Friday, September 16, 2005
Boy am I threatened by it, knee-buckled by it, roiling with envy at it. For some reason I believe it is what I am to be. And I know it is what I am not. As exceptional as I might be. One in a hundred is not one in a million. It upsets me. I've had to come to terms with and let go of several juvenile fantasies later in life than you might expect.
1. I will be neither Air Force pilot nor astronaut
2. I will not play professional baseball
3. I am not now and will not suddenly become a genius
I don't know why this should be so hard to accept. It's not as if geniuses are renowned for being especially happy. And that's if they happen to be renowned. If we're to believe the wisdom of our culture, there are many more geniuses, toiling in obscurity, unrecognized as the prophets they are, and brimming with vitriol at not being renowned.

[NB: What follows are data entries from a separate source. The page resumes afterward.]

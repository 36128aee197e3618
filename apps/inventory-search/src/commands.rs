//! Subcommand handlers and their console output

use database::mongodb::{Client, HealthStatus, check_health_detailed};
use domain_inventory::{
    CatalogStatus, GenerateReport, InventoryService, MongoInventoryRepository, SearchHit,
};
use domain_vector::{
    DistanceMetric, EmbeddingModel, FastEmbedConfig, FastEmbedProvider, SearchOptions,
    VectorIndexDefinition, DEFAULT_VECTOR_PATH,
};
use eyre::{Result, WrapErr};
use serde::Serialize;
use tokio::io::{AsyncBufReadExt, AsyncWriteExt, BufReader};
use tracing::info;

pub type Service = InventoryService<MongoInventoryRepository>;

const INDEX_HEADER: &str =
    "Please use the following JSON to create the vector search index in MongoDB Atlas:";
const NO_RESULTS: &str = "No results found for your query.";
const QUERY_PROMPT: &str = "Enter your search query: ";

pub async fn load(service: &Service, collection: &str) -> Result<()> {
    let report = service.load_catalog().await?;
    info!(inserted = report.inserted, "Catalog loaded");

    println!("Loaded data into MongoDB collection '{}'.", collection);
    Ok(())
}

pub async fn generate(
    service: &Service,
    model: EmbeddingModel,
    similarity: DistanceMetric,
) -> Result<()> {
    let provider = load_provider(model).await?;
    let report = service.generate_embeddings(&provider, similarity).await?;

    print!("{}", render_generate(&report)?);
    Ok(())
}

pub async fn query(
    service: &Service,
    model: EmbeddingModel,
    text: Option<String>,
    options: &SearchOptions,
) -> Result<()> {
    let text = match text {
        Some(text) => text,
        None => prompt_query().await?,
    };

    let provider = load_provider(model).await?;
    let hits = service.search(&provider, &text, options).await?;

    print!("{}", render_hits(&hits)?);
    Ok(())
}

pub fn index(model: EmbeddingModel, similarity: DistanceMetric) -> Result<()> {
    let definition = VectorIndexDefinition::for_model(model, DEFAULT_VECTOR_PATH, similarity);
    println!("{}", definition.to_pretty_json()?);
    Ok(())
}

/// Collection coverage plus server reachability
#[derive(Debug, Serialize)]
struct StatusReport<'a> {
    database: &'a str,
    collection: &'a str,
    #[serde(flatten)]
    catalog: CatalogStatus,
    healthy: bool,
    response_time_ms: u64,
    #[serde(skip_serializing_if = "Option::is_none")]
    message: Option<String>,
}

pub async fn status(
    service: &Service,
    client: &Client,
    database: &str,
    collection: &str,
) -> Result<()> {
    let HealthStatus {
        healthy,
        message,
        response_time_ms,
    } = check_health_detailed(client).await;
    let catalog = service.status().await?;

    let report = StatusReport {
        database,
        collection,
        catalog,
        healthy,
        response_time_ms,
        message,
    };
    println!("{}", serde_json::to_string_pretty(&report)?);
    Ok(())
}

async fn load_provider(model: EmbeddingModel) -> Result<FastEmbedProvider> {
    let config = FastEmbedConfig::from_env()?;
    FastEmbedProvider::load(model, &config)
        .await
        .wrap_err_with(|| format!("Failed to load embedding model '{}'", model))
}

async fn prompt_query() -> Result<String> {
    let mut stdout = tokio::io::stdout();
    stdout.write_all(QUERY_PROMPT.as_bytes()).await?;
    stdout.flush().await?;

    let mut line = String::new();
    BufReader::new(tokio::io::stdin())
        .read_line(&mut line)
        .await
        .wrap_err("Failed to read search query from stdin")?;
    Ok(line)
}

fn render_generate(report: &GenerateReport) -> Result<String> {
    let mut out = String::new();
    for item in &report.embedded {
        out.push_str(&format!("Generated embeddings for Item ID {}.\n", item.id));
    }
    out.push_str(INDEX_HEADER);
    out.push('\n');
    out.push_str(&report.index_definition.to_pretty_json()?);
    out.push('\n');
    Ok(out)
}

fn render_hits(hits: &[SearchHit]) -> Result<String> {
    if hits.is_empty() {
        return Ok(format!("{}\n", NO_RESULTS));
    }

    let mut out = String::new();
    for hit in hits {
        out.push_str(&serde_json::to_string(hit)?);
        out.push('\n');
    }
    Ok(out)
}

#[cfg(test)]
mod tests {
    use super::*;
    use domain_inventory::EmbeddedItem;
    use mongodb::bson::oid::ObjectId;

    #[test]
    fn test_render_generate_lists_items_then_index() {
        let id = ObjectId::parse_str("65a1b2c3d4e5f6a7b8c9d0e1").unwrap();
        let report = GenerateReport {
            model: "minilm".to_string(),
            embedded: vec![EmbeddedItem {
                id,
                item_id: 1,
                dimension: 384,
            }],
            skipped: Vec::new(),
            index_definition: VectorIndexDefinition::for_model(
                EmbeddingModel::MiniLm,
                DEFAULT_VECTOR_PATH,
                DistanceMetric::Cosine,
            ),
        };

        let out = render_generate(&report).unwrap();
        let mut lines = out.lines();

        assert_eq!(
            lines.next(),
            Some("Generated embeddings for Item ID 65a1b2c3d4e5f6a7b8c9d0e1.")
        );
        assert_eq!(lines.next(), Some(INDEX_HEADER));

        let json: String = lines.collect::<Vec<_>>().join("\n");
        let value: serde_json::Value = serde_json::from_str(&json).unwrap();
        assert_eq!(value["fields"][0]["numDimensions"], 384);
        assert_eq!(value["fields"][0]["similarity"], "cosine");
    }

    #[test]
    fn test_render_hits_empty() {
        assert_eq!(render_hits(&[]).unwrap(), "No results found for your query.\n");
    }

    #[test]
    fn test_render_hits_one_line_each() {
        let hits = vec![
            SearchHit {
                description: "Stainless steel garden shovel".to_string(),
                score: 0.5,
            },
            SearchHit {
                description: "Organic potting mix, 50lb bag".to_string(),
                score: 0.25,
            },
        ];

        let out = render_hits(&hits).unwrap();
        let lines: Vec<&str> = out.lines().collect();

        assert_eq!(lines.len(), 2);
        assert_eq!(
            lines[0],
            r#"{"description":"Stainless steel garden shovel","score":0.5}"#
        );
    }

    #[test]
    fn test_status_report_flattens_catalog() {
        let report = StatusReport {
            database: "homedepot",
            collection: "inventory",
            catalog: CatalogStatus {
                total: 26,
                embedded: 26,
                embedding_models: vec!["minilm".to_string()],
            },
            healthy: true,
            response_time_ms: 3,
            message: None,
        };

        let value = serde_json::to_value(&report).unwrap();
        assert_eq!(value["total"], 26);
        assert_eq!(value["embedding_models"][0], "minilm");
        assert!(value.get("message").is_none());
    }
}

Even renown is known to be a generally unhappy experience.
When I nurtured this fantasy of genius, that things did not come easily was a constant frustration. So not much came at all. Now I understand I have to work (some things can be slow in coming to a self-presumed genius), which has been a surprisingly satisfying experience.
So, no Grand Unified Theories, no As I Lay Dying, no OK Computer from me.
I am not endorsing mediocrity, but an understanding that perfection is unattainable, and even undesirable.